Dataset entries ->
----

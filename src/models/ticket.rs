//! Support ticket models

use std::fmt;
use std::str::FromStr;
use serde::{Deserialize, Serialize};
use chrono::{DateTime, Utc};
use sqlx::FromRow;

pub const TICKET_TITLE_MIN_LEN: usize = 3;
pub const TICKET_TITLE_MAX_LEN: usize = 200;
pub const TICKET_DESCRIPTION_MIN_LEN: usize = 10;
pub const TICKET_MESSAGE_MAX_LEN: usize = 4096;

#[derive(Debug, Clone, Copy, PartialEq, Eq, Hash, Serialize, Deserialize, sqlx::Type)]
#[sqlx(type_name = "ticket_category", rename_all = "lowercase")]
#[serde(rename_all = "lowercase")]
pub enum TicketCategory {
    Payment,
    Connection,
    Speed,
    Account,
    Other,
}

impl TicketCategory {
    /// Default priority for a freshly opened ticket
    pub fn default_priority(self) -> TicketPriority {
        match self {
            TicketCategory::Payment | TicketCategory::Connection => TicketPriority::High,
            _ => TicketPriority::Normal,
        }
    }
}

impl FromStr for TicketCategory {
    type Err = String;

    fn from_str(s: &str) -> Result<Self, Self::Err> {
        match s.to_lowercase().as_str() {
            "payment" => Ok(TicketCategory::Payment),
            "connection" => Ok(TicketCategory::Connection),
            "speed" => Ok(TicketCategory::Speed),
            "account" => Ok(TicketCategory::Account),
            "other" => Ok(TicketCategory::Other),
            other => Err(format!("unknown ticket category: {}", other)),
        }
    }
}

#[derive(Debug, Clone, Copy, PartialEq, Eq, PartialOrd, Ord, Hash, Serialize, Deserialize, sqlx::Type)]
#[sqlx(type_name = "ticket_priority", rename_all = "lowercase")]
#[serde(rename_all = "lowercase")]
pub enum TicketPriority {
    Low,
    Normal,
    High,
    Urgent,
}

#[derive(Debug, Clone, Copy, PartialEq, Eq, Hash, Serialize, Deserialize, sqlx::Type)]
#[sqlx(type_name = "ticket_status", rename_all = "snake_case")]
#[serde(rename_all = "snake_case")]
pub enum TicketStatus {
    Open,
    InProgress,
    Resolved,
    Closed,
}

impl TicketStatus {
    pub fn can_transition_to(self, next: TicketStatus) -> bool {
        use TicketStatus::*;
        match (self, next) {
            (Closed, _) => false,
            (_, Closed) => true,
            (Open, InProgress) | (Open, Resolved) | (InProgress, Resolved) | (Resolved, Open) => true,
            _ => false,
        }
    }
}

impl fmt::Display for TicketStatus {
    fn fmt(&self, f: &mut fmt::Formatter<'_>) -> fmt::Result {
        f.write_str(match self {
            TicketStatus::Open => "open",
            TicketStatus::InProgress => "in_progress",
            TicketStatus::Resolved => "resolved",
            TicketStatus::Closed => "closed",
        })
    }
}

impl FromStr for TicketStatus {
    type Err = String;

    fn from_str(s: &str) -> Result<Self, Self::Err> {
        match s.to_lowercase().as_str() {
            "open" => Ok(TicketStatus::Open),
            "in_progress" | "progress" => Ok(TicketStatus::InProgress),
            "resolved" => Ok(TicketStatus::Resolved),
            "closed" => Ok(TicketStatus::Closed),
            other => Err(format!("unknown ticket status: {}", other)),
        }
    }
}

#[derive(Debug, Clone, Serialize, Deserialize, FromRow)]
pub struct SupportTicket {
    pub id: i64,
    pub user_id: i64,
    pub category: TicketCategory,
    pub priority: TicketPriority,
    pub status: TicketStatus,
    pub title: String,
    pub description: String,
    pub admin_notes: Option<String>,
    pub resolved_at: Option<DateTime<Utc>>,
    pub created_at: DateTime<Utc>,
    pub updated_at: DateTime<Utc>,
}

#[derive(Debug, Clone, Serialize, Deserialize, FromRow)]
pub struct TicketMessage {
    pub id: i64,
    pub ticket_id: i64,
    pub user_id: i64,
    pub message: String,
    pub is_admin: bool,
    pub created_at: DateTime<Utc>,
}

#[derive(Debug, Clone, Serialize, Deserialize)]
pub struct CreateTicketRequest {
    pub user_id: i64,
    pub category: TicketCategory,
    pub title: String,
    pub description: String,
}
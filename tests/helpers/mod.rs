//! Test helpers module
//!
//! Shared infrastructure for the integration tests: a throwaway Postgres
//! store, in-memory fakes for the VPN panel and the outcome sink, and seed
//! data builders.

#![allow(dead_code)]

pub mod database_helper;
pub mod fakes;
pub mod test_context;
pub mod test_data;

pub use database_helper::*;
pub use fakes::*;
pub use test_context::*;
pub use test_data::*;
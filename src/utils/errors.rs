//! Error handling for the Hiddify bot
//!
//! This module defines the main error types used throughout the application
//! and the classification that decides how a failure is reported to users.

use thiserror::Error;

/// Main error type for the Hiddify bot
#[derive(Error, Debug)]
pub enum BotError {
    #[error("Database error: {0}")]
    Database(#[from] sqlx::Error),

    #[error("Database migration error: {0}")]
    Migration(#[from] sqlx::migrate::MigrateError),

    #[error("Telegram API error: {0}")]
    Telegram(#[from] teloxide::RequestError),

    #[error("VPN panel error: {0}")]
    Panel(#[from] PanelError),

    #[error("Configuration error: {0}")]
    Config(String),

    #[error("{entity} not found: {key}")]
    NotFound { entity: &'static str, key: String },

    #[error("User not found: {telegram_id}")]
    UserNotFound { telegram_id: i64 },

    #[error("{entity} has expired")]
    Expired { entity: &'static str },

    #[error("{entity} has no uses left")]
    Exhausted { entity: &'static str },

    #[error("Promo code already used by this user")]
    AlreadyUsed,

    #[error("User {referred_id} already has a referrer")]
    AlreadyReferred { referred_id: i64 },

    #[error("Trial already used by user {telegram_id}")]
    TrialAlreadyUsed { telegram_id: i64 },

    #[error("Users cannot refer themselves")]
    SelfReferral,

    #[error("Validation failed: {0}")]
    Validation(String),

    #[error("Permission denied: {0}")]
    PermissionDenied(String),

    #[error("User {telegram_id} is blocked")]
    UserBlocked { telegram_id: i64 },

    #[error("Invalid state transition: {from} -> {to}")]
    InvalidStateTransition { from: String, to: String },

    #[error("Unknown payment {provider}:{provider_payment_id}")]
    UnknownPayment { provider: String, provider_payment_id: String },

    #[error("VPN panel unavailable: {0}")]
    PanelUnavailable(String),

    #[error("Payment provider unavailable: {0}")]
    ProviderUnavailable(String),

    #[error("Redis error: {0}")]
    Redis(#[from] redis::RedisError),

    #[error("HTTP request error: {0}")]
    Http(#[from] reqwest::Error),

    #[error("Serialization error: {0}")]
    Serialization(#[from] serde_json::Error),

    #[error("I/O error: {0}")]
    Io(#[from] std::io::Error),

    #[error("URL parsing error: {0}")]
    UrlParse(#[from] url::ParseError),
}

/// VPN panel specific errors
#[derive(Error, Debug)]
pub enum PanelError {
    #[error("Panel authentication failed")]
    Unauthorized,

    #[error("Panel API error ({status}): {message}")]
    Api { status: u16, message: String },

    #[error("Panel request timed out")]
    Timeout,

    #[error("Panel connection failed: {0}")]
    Connection(String),

    #[error("Invalid panel response: {0}")]
    InvalidResponse(String),
}

impl PanelError {
    /// Whether retrying the same call may succeed
    pub fn is_transient(&self) -> bool {
        match self {
            PanelError::Timeout | PanelError::Connection(_) => true,
            PanelError::Api { status, .. } => *status >= 500 || *status == 429,
            PanelError::Unauthorized | PanelError::InvalidResponse(_) => false,
        }
    }
}

impl From<reqwest::Error> for PanelError {
    fn from(err: reqwest::Error) -> Self {
        if err.is_timeout() {
            PanelError::Timeout
        } else if err.is_decode() {
            PanelError::InvalidResponse(err.to_string())
        } else {
            PanelError::Connection(err.to_string())
        }
    }
}

/// Result type alias for bot operations
pub type Result<T> = std::result::Result<T, BotError>;

/// Result type alias for VPN panel operations
pub type PanelResult<T> = std::result::Result<T, PanelError>;

/// How a failure should be treated by callers
#[derive(Debug, Clone, Copy, PartialEq, Eq)]
pub enum ErrorKind {
    /// The effect already happened; report success-like
    AlreadyDone,
    /// The request itself is invalid; report and do not retry
    CallerError,
    /// A collaborator failed; safe to retry later
    Transient,
    /// Stored state disagrees with the event; alert an operator
    Inconsistency,
    /// Infrastructure failure
    Fatal,
}

impl BotError {
    pub fn not_found(entity: &'static str, key: impl ToString) -> Self {
        BotError::NotFound { entity, key: key.to_string() }
    }

    /// Classify the error
    pub fn kind(&self) -> ErrorKind {
        match self {
            BotError::AlreadyUsed
            | BotError::AlreadyReferred { .. }
            | BotError::TrialAlreadyUsed { .. } => ErrorKind::AlreadyDone,
            BotError::NotFound { .. }
            | BotError::UserNotFound { .. }
            | BotError::Expired { .. }
            | BotError::Exhausted { .. }
            | BotError::SelfReferral
            | BotError::Validation(_)
            | BotError::PermissionDenied(_)
            | BotError::UserBlocked { .. }
            | BotError::InvalidStateTransition { .. } => ErrorKind::CallerError,
            BotError::PanelUnavailable(_)
            | BotError::ProviderUnavailable(_)
            | BotError::Telegram(_)
            | BotError::Redis(_)
            | BotError::Http(_) => ErrorKind::Transient,
            BotError::Panel(e) if e.is_transient() => ErrorKind::Transient,
            BotError::UnknownPayment { .. } => ErrorKind::Inconsistency,
            _ => ErrorKind::Fatal,
        }
    }

    /// Check if the error is recoverable
    pub fn is_recoverable(&self) -> bool {
        matches!(self.kind(), ErrorKind::Transient)
    }

    /// Get error severity level
    pub fn severity(&self) -> ErrorSeverity {
        match self {
            BotError::Database(_) => ErrorSeverity::Critical,
            BotError::Migration(_) => ErrorSeverity::Critical,
            BotError::Config(_) => ErrorSeverity::Critical,
            BotError::UnknownPayment { .. } => ErrorSeverity::Warning,
            BotError::PermissionDenied(_) => ErrorSeverity::Warning,
            BotError::UserBlocked { .. } => ErrorSeverity::Warning,
            _ => match self.kind() {
                ErrorKind::AlreadyDone | ErrorKind::CallerError => ErrorSeverity::Info,
                ErrorKind::Transient => ErrorSeverity::Warning,
                _ => ErrorSeverity::Error,
            },
        }
    }

    /// Short reply for the user who triggered the failing operation
    pub fn user_message(&self) -> String {
        match self {
            BotError::NotFound { entity, .. } => format!("{} not found.", entity),
            BotError::UserNotFound { .. } => "Please send /start first.".to_string(),
            BotError::Expired { entity } => format!("This {} has expired.", entity.to_lowercase()),
            BotError::Exhausted { entity } => format!("This {} has no uses left.", entity.to_lowercase()),
            BotError::AlreadyUsed => "You have already used this promo code.".to_string(),
            BotError::AlreadyReferred { .. } => "You already have a referrer.".to_string(),
            BotError::TrialAlreadyUsed { .. } => "You have already used your free trial.".to_string(),
            BotError::SelfReferral => "You cannot invite yourself.".to_string(),
            BotError::Validation(msg) => msg.clone(),
            BotError::PermissionDenied(_) => "You are not allowed to do that.".to_string(),
            BotError::UserBlocked { .. } => "Your account is blocked.".to_string(),
            BotError::InvalidStateTransition { .. } => "That is not possible right now.".to_string(),
            _ => match self.kind() {
                ErrorKind::Transient => "Service is temporarily unavailable, please try again later.".to_string(),
                _ => "Something went wrong. Support has been notified.".to_string(),
            },
        }
    }
}

/// Error severity levels
#[derive(Debug, Clone, Copy, PartialEq, Eq)]
pub enum ErrorSeverity {
    Info,
    Warning,
    Error,
    Critical,
}

impl std::fmt::Display for ErrorSeverity {
    fn fmt(&self, f: &mut std::fmt::Formatter<'_>) -> std::fmt::Result {
        match self {
            ErrorSeverity::Info => write!(f, "INFO"),
            ErrorSeverity::Warning => write!(f, "WARN"),
            ErrorSeverity::Error => write!(f, "ERROR"),
            ErrorSeverity::Critical => write!(f, "CRITICAL"),
        }
    }
}

#[cfg(test)]
mod tests {
    use super::*;

    #[test]
    fn test_already_done_kinds() {
        assert_eq!(BotError::AlreadyUsed.kind(), ErrorKind::AlreadyDone);
        assert_eq!(BotError::AlreadyReferred { referred_id: 1 }.kind(), ErrorKind::AlreadyDone);
        assert_eq!(BotError::TrialAlreadyUsed { telegram_id: 1 }.kind(), ErrorKind::AlreadyDone);
    }

    #[test]
    fn test_transient_errors_are_recoverable() {
        assert!(BotError::PanelUnavailable("down".into()).is_recoverable());
        assert!(BotError::Panel(PanelError::Timeout).is_recoverable());
        assert!(!BotError::Panel(PanelError::Unauthorized).is_recoverable());
        assert!(!BotError::SelfReferral.is_recoverable());
    }

    #[test]
    fn test_unknown_payment_is_inconsistency() {
        let err = BotError::UnknownPayment {
            provider: "cryptobot".into(),
            provider_payment_id: "x".into(),
        };
        assert_eq!(err.kind(), ErrorKind::Inconsistency);
        assert_eq!(err.severity(), ErrorSeverity::Warning);
    }

    #[test]
    fn test_panel_error_transience() {
        assert!(PanelError::Api { status: 502, message: String::new() }.is_transient());
        assert!(PanelError::Api { status: 429, message: String::new() }.is_transient());
        assert!(!PanelError::Api { status: 400, message: String::new() }.is_transient());
    }

    #[test]
    fn test_user_messages() {
        assert_eq!(
            BotError::Exhausted { entity: "Invite" }.user_message(),
            "This invite has no uses left."
        );
        assert!(BotError::PanelUnavailable("x".into()).user_message().contains("try again later"));
    }
}
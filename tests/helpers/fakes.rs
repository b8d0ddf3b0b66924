//! In-memory stand-ins for the VPN panel and the outcome sink

use std::collections::HashMap;
use std::sync::atomic::{AtomicBool, AtomicU64, Ordering};
use std::sync::Mutex;
use async_trait::async_trait;
use hiddify_bot::services::panel::{AccountSpec, AccountUsage, PanelAccount, VpnPanel};
use hiddify_bot::services::{OutcomeEvent, OutcomeSink};
use hiddify_bot::utils::errors::{PanelError, PanelResult};

/// Panel that keeps accounts in memory and can be switched offline
#[derive(Default)]
pub struct FakePanel {
    accounts: Mutex<HashMap<String, AccountSpec>>,
    next_id: AtomicU64,
    offline: AtomicBool,
    used_bytes: AtomicU64,
}

impl FakePanel {
    pub fn new() -> Self {
        Self::default()
    }

    /// Make every call fail with a transient error until switched back
    pub fn set_offline(&self, offline: bool) {
        self.offline.store(offline, Ordering::SeqCst);
    }

    /// Usage reported by `get_account_usage`
    pub fn set_used_bytes(&self, bytes: u64) {
        self.used_bytes.store(bytes, Ordering::SeqCst);
    }

    pub fn account(&self, uuid: &str) -> Option<AccountSpec> {
        self.accounts.lock().unwrap().get(uuid).cloned()
    }

    pub fn account_count(&self) -> usize {
        self.accounts.lock().unwrap().len()
    }

    fn check_online(&self) -> PanelResult<()> {
        if self.offline.load(Ordering::SeqCst) {
            Err(PanelError::Connection("panel is offline".to_string()))
        } else {
            Ok(())
        }
    }
}

#[async_trait]
impl VpnPanel for FakePanel {
    async fn create_account(&self, spec: &AccountSpec) -> PanelResult<PanelAccount> {
        self.check_online()?;
        let uuid = format!("uuid-{}", self.next_id.fetch_add(1, Ordering::SeqCst) + 1);
        self.accounts.lock().unwrap().insert(uuid.clone(), spec.clone());
        Ok(PanelAccount { uuid, subscription_link: None })
    }

    async fn update_account(&self, uuid: &str, spec: &AccountSpec) -> PanelResult<()> {
        self.check_online()?;
        let mut accounts = self.accounts.lock().unwrap();
        match accounts.get_mut(uuid) {
            Some(account) => {
                *account = spec.clone();
                Ok(())
            }
            None => Err(PanelError::Api { status: 404, message: "no such user".to_string() }),
        }
    }

    async fn delete_account(&self, uuid: &str) -> PanelResult<()> {
        self.check_online()?;
        self.accounts.lock().unwrap().remove(uuid);
        Ok(())
    }

    async fn get_account_usage(&self, uuid: &str) -> PanelResult<AccountUsage> {
        self.check_online()?;
        let accounts = self.accounts.lock().unwrap();
        let account = accounts
            .get(uuid)
            .ok_or_else(|| PanelError::Api { status: 404, message: "no such user".to_string() })?;
        Ok(AccountUsage {
            used_bytes: self.used_bytes.load(Ordering::SeqCst),
            data_limit: Some(account.data_limit),
        })
    }

    fn subscription_url(&self, uuid: &str) -> String {
        format!("https://panel.test/{}", uuid)
    }
}

/// Sink that remembers every event it receives
#[derive(Default)]
pub struct RecordingSink {
    events: Mutex<Vec<OutcomeEvent>>,
}

impl RecordingSink {
    pub fn new() -> Self {
        Self::default()
    }

    pub fn events(&self) -> Vec<OutcomeEvent> {
        self.events.lock().unwrap().clone()
    }

    /// Events with the given name, in emission order
    pub fn named(&self, name: &str) -> Vec<OutcomeEvent> {
        self.events().into_iter().filter(|e| e.name() == name).collect()
    }

    pub fn clear(&self) {
        self.events.lock().unwrap().clear();
    }
}

#[async_trait]
impl OutcomeSink for RecordingSink {
    async fn emit(&self, event: OutcomeEvent) {
        self.events.lock().unwrap().push(event);
    }
}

----

EXERCISE INSTRUCTIONS -> Of the lines above, extract only those from the line with "pub enum TicketPriority" to the line with "(Closed, _) =>", both included, exactly as written.

ANSWER AREA ->
pub enum TicketPriority {
    Low,
    Normal,
    High,
    Urgent,
}

#[derive(Debug, Clone, Copy, PartialEq, Eq, Hash, Serialize, Deserialize, sqlx::Type)]
#[sqlx(type_name = "ticket_status", rename_all = "snake_case")]
#[serde(rename_all = "snake_case")]
pub enum TicketStatus {
    Open,
    InProgress,
    Resolved,
    Closed,
}

impl TicketStatus {
    pub fn can_transition_to(self, next: TicketStatus) -> bool {
        use TicketStatus::*;
        match (self, next) {
            (Closed, _) => false,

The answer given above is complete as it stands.